-- Opening Marker --

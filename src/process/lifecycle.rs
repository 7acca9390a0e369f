/*!
 * Process Lifecycle
 * State transitions: admission, execution slices and completion
 */

use super::types::{Process, ProcessError, ProcessResult, ProcessState};
use crate::core::types::Tick;
use crate::memory::{Allocator, BlockHandle, MemoryResult};
use tracing::debug;

impl Process {
    /// Attach a granted block and become active
    pub fn start(&mut self, handle: BlockHandle) -> ProcessResult<()> {
        self.transition(ProcessState::Active)?;
        self.lease = Some(handle);
        debug!(pid = self.id, block = %handle.id(), "Process started");
        Ok(())
    }

    /// Mark the process as permanently rejected
    pub fn reject(&mut self) -> ProcessResult<()> {
        self.transition(ProcessState::Rejected)
    }

    /// Run for one quantum
    ///
    /// No-op unless active. When the remaining time reaches zero the process
    /// completes and hands its block back to `allocator`.
    pub fn tick<A>(&mut self, quantum: Tick, allocator: &mut A) -> MemoryResult<ProcessState>
    where
        A: Allocator + ?Sized,
    {
        if self.state != ProcessState::Active {
            return Ok(self.state);
        }

        self.remaining_time = self.remaining_time.saturating_sub(quantum);
        if self.remaining_time == 0 {
            if let Some(handle) = self.lease {
                allocator.free(handle)?;
            }
            self.lease = None;
            self.state = ProcessState::Completed;
            debug!(pid = self.id, "Process completed");
        }

        Ok(self.state)
    }

    fn transition(&mut self, to: ProcessState) -> ProcessResult<()> {
        if self.state != ProcessState::Queued {
            return Err(ProcessError::InvalidStateTransition {
                pid: self.id,
                from: self.state,
                to,
            });
        }
        self.state = to;
        Ok(())
    }
}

-- Closing Marker --

*WHAT THE TASK ASKS*. From the first line of the listing above through the line that contains "and become active", retype every line exactly, and write nothing else.

*SOLVED PROBLEM*.
filename src/process/lifecycle.rs
repository 7acca9390a0e369f
/*!
 * Process Lifecycle
 * State transitions: admission, execution slices and completion
 */

use super::types::{Process, ProcessError, ProcessResult, ProcessState};
use crate::core::types::Tick;
use crate::memory::{Allocator, BlockHandle, MemoryResult};
use tracing::debug;

impl Process {
    /// Attach a granted block and become active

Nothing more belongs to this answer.